All the conflicting advice doesn't help -- toughen up your nipples! No, don't touch them!
You're going to be leaking milk like crazy! No, that milk won't come in for days after baby's born!
We got the skinny on what you really need to know to be ready to breastfeed from Laura Keegan, a family nurse practitioner and author of Breastfeeding With Comfort and Joy: A Photographic Guide for Mom and Those Who Help Her, who maintains a holistic family practice in southern Dutchess County, New York.
"Communication with your partner, family, and friends about your plans to breastfeed and what you'll need from them in the early weeks is THE most important component of breastfeeding preparation during pregnancy," says Keegan. "There's a learning curve experience to breastfeeding and everyone in your circle needs to be prepared."
1. Chat up your family. Limiting visitors postpartum is recommended by the World Health Organization's Baby Friendly Hospital guidelines to get acclimated to breastfeeding.
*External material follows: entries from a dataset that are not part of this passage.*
//! Sector text format.
//!
//! One summary line per volume, followed by indented orbit and moon
//! detail lines. The summary line is the interchange record: the SVG
//! renderer and the nearby-systems query re-parse it rather than
//! re-running generation. Lines that do not begin with a 4-digit
//! coordinate are detail lines and are skipped on read.

use std::collections::HashSet;
use std::fs;
use std::path::Path;
use std::str::FromStr;

use thiserror::Error;

use crate::geometry::HexCoord;
use crate::orbits::Zone;
use crate::sector::{Sector, Volume};

use super::ExportError;

/// Errors raised by strict parsing of a single summary line.
#[derive(Error, Debug)]
pub enum ParseError {
    #[error("summary line does not start with a coordinate: '{0}'")]
    BadCoordinate(String),
    #[error("summary line is missing the {0} field")]
    MissingField(&'static str),
}

/// The parsed form of one volume summary line.
#[derive(Debug, Clone, PartialEq)]
pub struct VolumeSummary {
    pub coord: HexCoord,
    pub uwp: String,
    pub temperature: char,
    pub bases: String,
    pub travel_zone: String,
    pub trade_codes: Vec<String>,
    pub factions: Vec<String>,
    pub stars: Vec<String>,
    pub name: String,
}

impl VolumeSummary {
    /// Whether the record reduces to the uninhabited placeholder.
    pub fn is_placeholder(&self) -> bool {
        self.uwp.contains("X000000")
    }
}

impl FromStr for VolumeSummary {
    type Err = ParseError;

    fn from_str(line: &str) -> Result<Self, Self::Err> {
        let mut segments = line.split('\t');
        let details = segments.next().unwrap_or_default();
        let mut fields = details.split_whitespace();

        let coord = fields
            .next()
            .and_then(HexCoord::parse)
            .ok_or_else(|| ParseError::BadCoordinate(line.to_string()))?;
        let uwp = fields
            .next()
            .ok_or(ParseError::MissingField("UWP"))?
            .to_string();
        let temperature = fields
            .next()
            .and_then(|f| f.chars().next())
            .ok_or(ParseError::MissingField("temperature"))?;
        let bases = fields
            .next()
            .ok_or(ParseError::MissingField("bases"))?
            .to_string();
        let travel_zone = fields
            .next()
            .ok_or(ParseError::MissingField("travel zone"))?
            .to_string();

        let list = |segment: Option<&str>, separator: char| -> Vec<String> {
            segment
                .unwrap_or_default()
                .split(separator)
                .filter(|s| !s.is_empty())
                .map(str::to_string)
                .collect()
        };
        let trade_codes = list(segments.next(), ',');
        let factions = list(segments.next(), ',');
        let stars = list(segments.next(), '/');
        let name = segments.next().unwrap_or_default().trim().to_string();

        Ok(Self {
            coord,
            uwp,
            temperature,
            bases,
            travel_zone,
            trade_codes,
            factions,
            stars,
            name,
        })
    }
}

/// Parses every summary line in a sector text. Detail lines, malformed
/// records, and duplicate coordinates are skipped, never fatal.
pub fn parse_summaries(text: &str) -> Vec<VolumeSummary> {
    let mut seen = HashSet::new();
    text.lines()
        .filter_map(|line| line.parse::<VolumeSummary>().ok())
        .filter(|summary| seen.insert(summary.coord))
        .collect()
}

fn summary_line(volume: &Volume) -> String {
    let world = volume.world();
    let trade_codes: Vec<&str> = world.trade_codes.iter().map(|c| c.code()).collect();
    let factions: String = world
        .factions
        .iter()
        .map(|f| f.code().to_string())
        .collect::<Vec<_>>()
        .join(",");
    format!(
        "{} {} {} {} {}\t{}\t{}\t{}\t{}",
        volume.coord,
        world.uwp(),
        world.temperature.code(),
        world.bases.flags(),
        world.travel_zone(),
        trade_codes.join(","),
        factions,
        volume.star.crib(),
        volume.name,
    )
}

fn volume_lines(volume: &Volume, out: &mut Vec<String>) {
    out.push(summary_line(volume));
    for orbit in &volume.star.orbits {
        let marker = if orbit.zone == Zone::Biozone { '*' } else { ' ' };
        out.push(format!(
            "  -- {:2}. {}  {} // {} // {:4.1} au",
            orbit.index + 1,
            marker,
            orbit.body.code(),
            orbit.uwp(),
            orbit.au,
        ));
        for moon in orbit.body.moons() {
            out.push(format!(
                "{:28}/  {:3} rad. {}",
                "",
                moon.orbit_radii,
                moon.uwp()
            ));
        }
    }
}

/// Renders the whole sector as text, one summary block per volume.
pub fn sector_to_ascii(sector: &Sector) -> String {
    let mut lines = Vec::new();
    for volume in &sector.volumes {
        volume_lines(volume, &mut lines);
    }
    lines.push(String::new());
    lines.join("\n")
}

/// Writes the sector text to `path`.
pub fn write_sector(sector: &Sector, path: &Path) -> Result<(), ExportError> {
    fs::write(path, sector_to_ascii(sector))?;
    Ok(())
}

#[cfg(test)]
mod tests {
    use super::*;
    use crate::config::{DensityProfile, GeneratorConfig};
    use crate::dice::Dice;
    use crate::sector;

    fn sample_sector(seed: u64) -> Sector {
        let config = GeneratorConfig {
            density: DensityProfile::Standard,
            ..GeneratorConfig::default()
        };
        let mut dice = Dice::seeded(seed);
        sector::generate(&config, &mut dice)
    }

    #[test]
    fn test_summary_line_shape() {
        let sector = sample_sector(21);
        let volume = &sector.volumes[0];
        let line = summary_line(volume);
        let details = line.split('\t').next().unwrap();
        let fields: Vec<&str> = details.split_whitespace().collect();
        assert_eq!(fields.len(), 5);
        assert_eq!(fields[0], volume.coord.to_string());
        assert_eq!(fields[1].len(), 9);
        assert_eq!(fields[3].len(), 5);
        assert!(fields[4] == ".." || fields[4] == "AZ");
        assert_eq!(line.split('\t').count(), 5);
    }

    #[test]
    fn test_summary_lines_round_trip() {
        let sector = sample_sector(22);
        let text = sector_to_ascii(&sector);
        let summaries = parse_summaries(&text);
        assert_eq!(summaries.len(), sector.volumes.len());
        for (summary, volume) in summaries.iter().zip(&sector.volumes) {
            assert_eq!(summary.coord, volume.coord);
            assert_eq!(summary.uwp, volume.world().uwp());
            assert_eq!(summary.name, volume.name);
            assert_eq!(summary.stars.len(), volume.star.companions.len() + 1);
        }
    }

    #[test]
    fn test_seeded_export_is_byte_identical() {
        let first = sector_to_ascii(&sample_sector(24));
        let second = sector_to_ascii(&sample_sector(24));
        assert_eq!(first, second);
    }

    #[test]
    fn test_detail_lines_are_skipped() {
        let text = "  --  1. *  W // A867945-8 //  1.1 au\n\
                    0101 A867945-8 T N.G.. ..\tAg,Ga\tO,F\tG2V\tHaven\n\
                    garbage line\n";
        let summaries = parse_summaries(text);
        assert_eq!(summaries.len(), 1);
        assert_eq!(summaries[0].coord, HexCoord::new(1, 1));
        assert_eq!(summaries[0].trade_codes, vec!["Ag", "Ga"]);
        assert_eq!(summaries[0].factions, vec!["O", "F"]);
        assert_eq!(summaries[0].name, "Haven");
    }

    #[test]
    fn test_duplicate_coordinates_are_dropped() {
        let text = "0101 A867945-8 T N.G.. ..\tAg\tO\tG2V\tHaven\n\
                    0101 B550000-0 F ..... AZ\t\t\tK5V\tEcho\n";
        let summaries = parse_summaries(text);
        assert_eq!(summaries.len(), 1);
        assert_eq!(summaries[0].name, "Haven");
    }

    #[test]
    fn test_empty_segments_parse_to_empty_lists() {
        let line = "0203 X550000-0 F ..... AZ\t\t\tM2V\tBarrens";
        let summary: VolumeSummary = line.parse().unwrap();
        assert!(summary.trade_codes.is_empty());
        assert!(summary.factions.is_empty());
        assert_eq!(summary.stars, vec!["M2V"]);
    }

    #[test]
    fn test_placeholder_detection() {
        let line = "0203 X000000-0 F ..... AZ\tBa\t\tM2V\tBarrens";
        let summary: VolumeSummary = line.parse().unwrap();
        assert!(summary.is_placeholder());
    }

    #[test]
    fn test_moon_lines_render_under_orbits() {
        let sector = sample_sector(23);
        let text = sector_to_ascii(&sector);
        let has_moons = sector
            .volumes
            .iter()
            .flat_map(|v| v.star.orbits.iter())
            .any(|o| !o.body.moons().is_empty());
        if has_moons {
            assert!(text.contains(" rad. X"));
        }
    }
}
But you'll have to tell grannies and aunties beforehand.
"A good rule for visitors in the first weeks is to limit their stay to 15 minutes per visit and request that they bring a meal," Keegan says. "To provide perspective, in cultures where breastfeeding is the norm, women and their families have a period of 40 days with minimal visitors and activities outside the home combined with full support from their community in terms of meals and child care."
2. Talk to your partner about what to expect. "Although it's difficult to anticipate the experience of a crying baby having difficulty taking the breast in the middle of the night, it's important to talk about the importance of staying calm and focused during those challenging times and understanding and anticipating that it's a normal part of the learning curve," Keegan says.
3. Talk to your health-care provider. "Let them know that you want to have your baby placed immediately on your chest at birth and to delay all routine procedures until after you've had time skin to skin with your baby, allowing your baby the opportunity to feed within the first hour of birth," Keegan suggests. "Consider writing a birth plan to communicate your preferences, because how you birth your baby can impact breastfeeding. With a Cesarean birth, the baby can be brought to the chest and feed even as the incision is being closed."
4. Find a pediatrician with breastfeeding expertise or a lactation consultant. "Ask if someone will be able to observe and evaluate your baby feeding during an office visit, if there's a concern about the baby’s weight," Keegan says. "Have a phone number available for a trusted lactation specialist or consultant in your area to call should you need assistance."
5. Talk to the hospital staff. Ask for the baby to "room in," and let them know there should be no use of artificial nipples (i.e., pacifiers, formula bottles).
6. Find breastfeeding moms. Talk to them for tips now but also so you'll have someone to reach out to when baby comes. They can work with you on ways to hold the baby that "facilitate ease in breastfeeding rather than the ways you may be accustomed to seeing for bottle-feeding," Keegan says.
"In cultures where breastfeeding is the norm, moms hold their babies more to the center of their bodies than you might expect because with bottle-feeding, we hold our babies more to the side of our bodies for bottle placement," she explains. "This bottle-feeding imprinting causes many unnecessary challenges for breastfeeding, and the desire to correct this imprinting was the inspiration for Breastfeeding With Comfort and Joy."
7. Talk to your boss. "Seek out comfortable places to nurse in advance for when you're on the go, so you'll feel prepared to nurse outside your home in comfort just as a bottle-feeding mom is comfortable nursing outside her home," Keegan suggests.